Step 3: Distance Traveled by Mobile (1)
The distance traveled by mobile (1) is:
x₁ = (1/2)a₁t² = (1/2) * 5 * t² = 2.5t²
Step 4: Distance Traveled by Mobile (2)
The distance traveled by mobile (2) is:
x₂ = (1/2)a₂t² = (1/2) * 3 * t² = 1.5t²
But mobile (2) also has an initial head start of 25 m, so we add this to the distance:
x₂ = 1.5t² + 25
Step 5: Equating the Distances
When mobile (1) reaches mobile (2), the distances they've traveled (including the initial separation) will be equal:
x₁ = x₂
2. 5t² = 1.5t² + 25
Step 6: Solve for t
Subtract 1.5t² from both sides:
2. 5t² - 1.5t² = 25
t² = 25
t = ±√25
Since time cannot be negative, we take the positive root:
t = 5 s
Final Answer
Therefore, mobile (1) will reach mobile (2) after 5 seconds. The correct answer is A) 5 s.
Conclusion
This problem demonstrates a practical application of the principles of uniformly accelerated motion. By carefully setting up the equations of motion and considering the initial conditions, we can accurately predict the time it takes for one object to overtake another. Understanding these concepts is crucial for solving a wide range of physics problems related to motion.

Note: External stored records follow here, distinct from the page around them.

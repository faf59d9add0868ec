use std::collections::{BTreeMap, BTreeSet};
use std::path::{Path, PathBuf};
use std::sync::Arc;
use std::time::Duration;

use chrono::{DateTime, Utc};
use dashmap::DashMap;
use parking_lot::Mutex;
use serde::{Deserialize, Serialize};

use super::{CacheLock, CacheStore, CacheStoreError, CachedValue};
use crate::error::FinderError;

const TAGS_FILE: &str = "tags.json";
const TAGS_LOCK: &str = "__tags";

#[derive(Debug, Serialize, Deserialize)]
struct EntryFile {
    key: String,
    expires_at: DateTime<Utc>,
    value: CachedValue,
}

/// tag -> keys
type TagIndex = BTreeMap<String, BTreeSet<String>>;

/// Store keeping one JSON file per key under a directory, shared by every
/// process pointing at the same directory.
///
/// Single-flight holds across threads (per-key mutex) and across processes
/// (exclusive lock file). Unreadable or corrupt entries are errors.
pub struct FileCacheStore {
    dir: PathBuf,
    gates: DashMap<String, Arc<Mutex<()>>>,
    tags_gate: Mutex<()>,
}

impl std::fmt::Debug for FileCacheStore {
    fn fmt(&self, f: &mut std::fmt::Formatter<'_>) -> std::fmt::Result {
        f.debug_struct("FileCacheStore")
            .field("dir", &self.dir)
            .finish()
    }
}

/// Key reduced to characters safe in a file name.
fn file_stem(key: &str) -> String {
    key.chars()
        .map(|c| {
            if c.is_ascii_alphanumeric() || matches!(c, '.' | '-' | '_') {
                c
            } else {
                '_'
            }
        })
        .collect()
}

fn io_err(path: &Path) -> impl FnOnce(std::io::Error) -> CacheStoreError + '_ {
    move |source| CacheStoreError::Io {
        path: path.to_path_buf(),
        source,
    }
}

/// Write through a sibling temp file so readers never see a partial file.
fn write_atomic(path: &Path, bytes: &[u8]) -> Result<(), CacheStoreError> {
    let tmp = path.with_extension("json.tmp");
    std::fs::write(&tmp, bytes).map_err(io_err(&tmp))?;
    std::fs::rename(&tmp, path).map_err(io_err(path))
}

fn encode<T: Serialize>(path: &Path, value: &T) -> Result<Vec<u8>, CacheStoreError> {
    serde_json::to_vec_pretty(value).map_err(|source| CacheStoreError::Corrupt {
        path: path.to_path_buf(),
        source,
    })
}

impl FileCacheStore {
    pub fn new(dir: impl Into<PathBuf>) -> Result<Self, CacheStoreError> {
        let dir = dir.into();
        std::fs::create_dir_all(&dir).map_err(io_err(&dir))?;
        Ok(Self {
            dir,
            gates: DashMap::new(),
            tags_gate: Mutex::new(()),
        })
    }

    fn gate(&self, key: &str) -> Arc<Mutex<()>> {
        self.gates.entry(key.to_string()).or_default().clone()
    }

    fn entry_path(&self, key: &str) -> PathBuf {
        self.dir.join(format!("{}.json", file_stem(key)))
    }

    fn read_fresh(&self, key: &str) -> Result<Option<CachedValue>, CacheStoreError> {
        let path = self.entry_path(key);
        let raw = match std::fs::read(&path) {
            Ok(raw) => raw,
            Err(e) if e.kind() == std::io::ErrorKind::NotFound => return Ok(None),
            Err(e) => return Err(io_err(&path)(e)),
        };
        let entry: EntryFile =
            serde_json::from_slice(&raw).map_err(|source| CacheStoreError::Corrupt {
                path: path.clone(),
                source,
            })?;

        if entry.key != key || Utc::now() >= entry.expires_at {
            return Ok(None);
        }
        Ok(Some(entry.value))
    }

    fn write_entry(&self, key: &str, ttl: Duration, value: &CachedValue) -> Result<(), CacheStoreError> {
        let path = self.entry_path(key);
        let ttl = chrono::Duration::from_std(ttl).unwrap_or(chrono::Duration::MAX);
        let expires_at = Utc::now()
            .checked_add_signed(ttl)
            .unwrap_or(DateTime::<Utc>::MAX_UTC);
        let entry = EntryFile {
            key: key.to_string(),
            expires_at,
            value: value.clone(),
        };
        write_atomic(&path, &encode(&path, &entry)?)
    }

    fn read_tags(&self) -> Result<TagIndex, CacheStoreError> {
        let path = self.dir.join(TAGS_FILE);
        match std::fs::read(&path) {
            Ok(raw) => serde_json::from_slice(&raw)
                .map_err(|source| CacheStoreError::Corrupt { path, source }),
            Err(e) if e.kind() == std::io::ErrorKind::NotFound => Ok(TagIndex::new()),
            Err(e) => Err(io_err(&path)(e)),
        }
    }

    fn write_tags(&self, tags: &TagIndex) -> Result<(), CacheStoreError> {
        let path = self.dir.join(TAGS_FILE);
        write_atomic(&path, &encode(&path, tags)?)
    }
}

impl CacheStore for FileCacheStore {
    fn get_or_compute(
        &self,
        key: &str,
        tags: &[&str],
        ttl: Duration,
        compute: &mut dyn FnMut() -> Result<CachedValue, FinderError>,
    ) -> Result<CachedValue, FinderError> {
        if let Some(v) = self.read_fresh(key).map_err(|e| e.for_key(key))? {
            tracing::debug!(key, "Cache hit");
            return Ok(v);
        }

        let gate = self.gate(key);
        let _guard = gate.lock();
        let _lock = CacheLock::acquire(&self.dir, &file_stem(key)).map_err(|e| e.for_key(key))?;

        if let Some(v) = self.read_fresh(key).map_err(|e| e.for_key(key))? {
            tracing::debug!(key, "Cache filled by concurrent computation");
            return Ok(v);
        }

        self.register_invalidation(tags, key)
            .map_err(|e| e.for_key(key))?;
        let value = compute()?;
        self.write_entry(key, ttl, &value)
            .map_err(|e| e.for_key(key))?;
        Ok(value)
    }

    fn register_invalidation(&self, tags: &[&str], key: &str) -> Result<(), CacheStoreError> {
        let _guard = self.tags_gate.lock();
        let _lock = CacheLock::acquire(&self.dir, TAGS_LOCK)?;

        let mut index = self.read_tags()?;
        for tag in tags {
            index
                .entry((*tag).to_string())
                .or_default()
                .insert(key.to_string());
        }
        self.write_tags(&index)
    }

    fn invalidate_tags(&self, tags: &[&str]) -> Result<usize, CacheStoreError> {
        // Detach the keys first; the tags lock is never held while waiting on a key.
        let keys = {
            let _guard = self.tags_gate.lock();
            let _lock = CacheLock::acquire(&self.dir, TAGS_LOCK)?;

            let mut index = self.read_tags()?;
            let keys: BTreeSet<String> = tags
                .iter()
                .filter_map(|tag| index.remove(*tag))
                .flatten()
                .collect();
            self.write_tags(&index)?;
            keys
        };

        let mut removed = 0;
        for key in keys {
            let gate = self.gate(&key);
            let _guard = gate.lock();
            let _lock = CacheLock::acquire(&self.dir, &file_stem(&key))?;

            let path = self.entry_path(&key);
            match std::fs::remove_file(&path) {
                Ok(()) => removed += 1,
                Err(e) if e.kind() == std::io::ErrorKind::NotFound => {}
                Err(e) => return Err(io_err(&path)(e)),
            }
        }
        Ok(removed)
    }
}

#[cfg(test)]
mod tests {
    use super::*;
    use serde_json::json;
    use tempfile::tempdir;

    const HOUR: Duration = Duration::from_secs(3600);

    fn ok(v: CachedValue) -> Result<CachedValue, FinderError> {
        Ok(v)
    }

    #[test]
    fn entries_survive_a_new_store_instance() {
        let tmp = tempdir().unwrap();
        let first = FileCacheStore::new(tmp.path()).unwrap();
        first
            .get_or_compute("providers-finder.Routes", &[], HOUR, &mut || ok(json!(["a"])))
            .unwrap();

        let second = FileCacheStore::new(tmp.path()).unwrap();
        let v = second
            .get_or_compute("providers-finder.Routes", &[], HOUR, &mut || ok(json!(["b"])))
            .unwrap();
        assert_eq!(v, json!(["a"]));
    }

    #[test]
    fn expired_entry_is_recomputed() {
        let tmp = tempdir().unwrap();
        let store = FileCacheStore::new(tmp.path()).unwrap();
        store.get_or_compute("k", &[], Duration::ZERO, &mut || ok(json!(1))).unwrap();
        let v = store.get_or_compute("k", &[], HOUR, &mut || ok(json!(2))).unwrap();
        assert_eq!(v, json!(2));
    }

    #[test]
    fn corrupt_entry_is_an_error() {
        let tmp = tempdir().unwrap();
        let store = FileCacheStore::new(tmp.path()).unwrap();
        std::fs::write(store.entry_path("k"), "{ broken").unwrap();

        let err = store.get_or_compute("k", &[], HOUR, &mut || ok(json!(1))).unwrap_err();
        match err {
            FinderError::CacheStore { key, .. } => assert_eq!(key, "k"),
            other => panic!("expected CacheStore, got: {other:?}"),
        }
    }

    #[test]
    fn invalidation_removes_tagged_files() {
        let tmp = tempdir().unwrap();
        let store = FileCacheStore::new(tmp.path()).unwrap();
        store.get_or_compute("k1", &["t"], HOUR, &mut || ok(json!(1))).unwrap();
        store.get_or_compute("k2", &[], HOUR, &mut || ok(json!(2))).unwrap();

        // A second process sees the same tag index.
        let other = FileCacheStore::new(tmp.path()).unwrap();
        assert_eq!(other.invalidate_tags(&["t"]).unwrap(), 1);
        assert!(!store.entry_path("k1").exists());
        assert!(store.entry_path("k2").exists());

        let v = store.get_or_compute("k1", &["t"], HOUR, &mut || ok(json!(10))).unwrap();
        assert_eq!(v, json!(10));
    }

    #[test]
    fn invalidation_from_another_process_waits_for_inflight_write() {
        let tmp = tempdir().unwrap();
        let store = FileCacheStore::new(tmp.path()).unwrap();
        let dir = tmp.path().to_path_buf();
        let mut invalidator = None;

        let served = store
            .get_or_compute("k", &["t"], HOUR, &mut || {
                let dir = dir.clone();
                invalidator = Some(std::thread::spawn(move || {
                    FileCacheStore::new(dir)?.invalidate_tags(&["t"])
                }));
                std::thread::sleep(Duration::from_millis(20));
                ok(json!(["stale"]))
            })
            .unwrap();
        assert_eq!(served, json!(["stale"]));

        let removed = invalidator.unwrap().join().unwrap().unwrap();
        assert_eq!(removed, 1);
        let v = store.get_or_compute("k", &["t"], HOUR, &mut || ok(json!(["fresh"]))).unwrap();
        assert_eq!(v, json!(["fresh"]));
    }

    #[test]
    fn file_stem_replaces_unsafe_characters() {
        assert_eq!(file_stem("providers-finder.Config/Provider"), "providers-finder.Config_Provider");
    }
}
//! Store implementations for the engine's ports.

pub mod memory;
#[cfg(feature = "database")]
pub mod postgres;

pub use memory::{InMemoryStore, SeedCredential, SeedData};
#[cfg(feature = "database")]
pub use postgres::PostgresStore;
use axum::{
    Json, Router, middleware,
    routing::{get, post},
};
use serde_json::{Value, json};
use tower_http::trace::TraceLayer;

use crate::handlers::{archive, callbacks, import, progress, scan};
use crate::infra::app_state::AppState;
use crate::infra::auth::require_api_token;

/// Operator endpoints, behind the API token.
fn job_control_routes(state: AppState) -> Router<AppState> {
    Router::new()
        .route("/generate", post(scan::generate_scan_handler))
        .route("/start", post(scan::start_scan_handler))
        .route("/start-async", post(scan::start_scan_async_handler))
        .route("/stop", post(scan::stop_scan_handler))
        .route("/destroy", post(scan::destroy_scan_handler))
        .route("/current-cost", get(scan::current_cost_handler))
        .route(
            "/import-scan-results",
            post(import::import_scan_results_handler),
        )
        .route("/progress/{id}", get(progress::get_progress_handler))
        .route("/signed-url", post(archive::signed_url_handler))
        .route_layer(middleware::from_fn_with_state(state, require_api_token))
}

/// Workload endpoints; each handler checks the job's own secret.
fn callback_routes() -> Router<AppState> {
    Router::new()
        .route("/update-status", post(callbacks::update_status_handler))
        .route("/update-logs", post(callbacks::update_logs_handler))
        .route(
            "/update-skipped-hosts",
            post(callbacks::update_skipped_hosts_handler),
        )
        .route("/update-vm-times", post(callbacks::update_vm_times_handler))
        .route(
            "/update-nuclei-times",
            post(callbacks::update_nuclei_times_handler),
        )
        .route("/update-ip", post(callbacks::update_ip_handler))
        .route("/update-cost", post(callbacks::update_cost_handler))
        .route("/update-archives", post(callbacks::update_archives_handler))
        .route("/scan-complete", post(callbacks::scan_complete_handler))
}

async fn health_handler() -> Json<Value> {
    Json(json!({ "status": "healthy" }))
}

pub fn create_router(state: AppState) -> Router {
    let scan_routes = job_control_routes(state.clone()).merge(callback_routes());

    Router::new()
        .route("/health", get(health_handler))
        .nest("/api/scan", scan_routes)
        .layer(TraceLayer::new_for_http())
        .with_state(state)
}
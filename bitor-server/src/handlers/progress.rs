use axum::{
    Json,
    extract::{Path, State},
};

use bitor_core::registry::{JobProgress, ProgressId};

use crate::infra::app_state::AppState;
use crate::infra::errors::{AppError, AppResult};

pub async fn get_progress_handler(
    State(state): State<AppState>,
    Path(raw_id): Path<String>,
) -> AppResult<Json<JobProgress>> {
    let id: ProgressId = raw_id
        .parse()
        .map_err(|_| AppError::bad_request("Invalid progress ID"))?;
    Ok(Json(state.controller.registry().get_progress(id)?))
}
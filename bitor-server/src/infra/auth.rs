//! Bearer authorization for the two caller classes: operators holding the
//! API token, and scan workloads holding their job's ephemeral secret.

use axum::{
    extract::{Request, State},
    http::{HeaderMap, header},
    middleware::Next,
    response::Response,
};
use constant_time_eq::constant_time_eq;
use tracing::warn;

use bitor_core::domain::JobId;

use crate::infra::app_state::AppState;
use crate::infra::errors::{AppError, AppResult};

pub fn bearer_token(headers: &HeaderMap) -> Option<&str> {
    headers
        .get(header::AUTHORIZATION)
        .and_then(|value| value.to_str().ok())
        .and_then(|value| value.strip_prefix("Bearer "))
        .map(str::trim)
        .filter(|token| !token.is_empty())
}

/// Guards job-control routes with the configured API token.
pub async fn require_api_token(
    State(state): State<AppState>,
    request: Request,
    next: Next,
) -> Result<Response, AppError> {
    let token = bearer_token(request.headers())
        .ok_or_else(|| AppError::unauthorized("Authentication required"))?;
    if !constant_time_eq(token.as_bytes(), state.config.api_token.as_bytes()) {
        warn!(path = %request.uri().path(), "rejected API token");
        return Err(AppError::unauthorized("Invalid API token"));
    }
    Ok(next.run(request).await)
}

/// Checks a workload callback against the job's ephemeral secret. The job
/// id travels in the body, so handlers call this after parsing it.
pub async fn authorize_callback(
    state: &AppState,
    headers: &HeaderMap,
    id: JobId,
) -> AppResult<()> {
    let token = bearer_token(headers)
        .ok_or_else(|| AppError::unauthorized("Authentication required"))?;
    if state.controller.verify_callback_token(id, token).await? {
        Ok(())
    } else {
        warn!(job_id = %id, "rejected callback token");
        Err(AppError::unauthorized("Invalid callback token"))
    }
}
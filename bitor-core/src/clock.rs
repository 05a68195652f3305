//! Time abstraction so retention and billing can be tested deterministically.

use chrono::{DateTime, Utc};
use parking_lot::Mutex;
use std::sync::Arc;
use std::time::Duration;

/// Source of wall-clock time.
pub trait TimeProvider: Send + Sync + std::fmt::Debug + 'static {
    fn utc_now(&self) -> DateTime<Utc>;
}

/// Production time provider backed by the system clock.
#[derive(Clone, Copy, Debug, Default)]
pub struct SystemTimeProvider;

impl TimeProvider for SystemTimeProvider {
    fn utc_now(&self) -> DateTime<Utc> {
        Utc::now()
    }
}

/// Manually advanced clock for tests.
#[derive(Clone, Debug)]
pub struct VirtualTimeProvider {
    now: Arc<Mutex<DateTime<Utc>>>,
}

impl Default for VirtualTimeProvider {
    fn default() -> Self {
        Self::new()
    }
}

impl VirtualTimeProvider {
    pub fn new() -> Self {
        Self::new_at(Utc::now())
    }

    pub fn new_at(start: DateTime<Utc>) -> Self {
        Self {
            now: Arc::new(Mutex::new(start)),
        }
    }

    pub fn advance(&self, duration: Duration) {
        let step = chrono::Duration::from_std(duration)
            .unwrap_or(chrono::Duration::MAX);
        let mut now = self.now.lock();
        *now = now.checked_add_signed(step).unwrap_or(*now);
    }
}

impl TimeProvider for VirtualTimeProvider {
    fn utc_now(&self) -> DateTime<Utc> {
        *self.now.lock()
    }
}

#[cfg(test)]
mod tests {
    use super::*;

    #[test]
    fn virtual_clock_only_moves_when_advanced() {
        let clock = VirtualTimeProvider::new();
        let start = clock.utc_now();
        assert_eq!(clock.utc_now(), start);

        clock.advance(Duration::from_secs(3_600));
        assert_eq!(clock.utc_now() - start, chrono::Duration::hours(1));
    }

    #[test]
    fn clones_share_the_same_timeline() {
        let clock = VirtualTimeProvider::new();
        let other = clock.clone();
        clock.advance(Duration::from_secs(30));
        assert_eq!(clock.utc_now(), other.utc_now());
    }
}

In summary, solving problems involving uniformly accelerated motion requires a solid understanding of the equations of motion and careful consideration of initial conditions. This example highlights the importance of accounting for initial separations and using the appropriate equations to determine the time of overtaking. Mastering these concepts is essential for further studies in physics and related fields. To solidify your grasp, practice similar problems with varying accelerations and initial conditions. This will strengthen your problem-solving skills and enhance your understanding of uniformly accelerated motion. Furthermore, exploring real-world applications of these concepts, such as analyzing the motion of vehicles or projectiles, can provide valuable insights and practical context. Understanding the relationship between acceleration, velocity, and displacement is key to mastering kinematics. Keep practicing, and you'll become proficient in solving complex motion problems.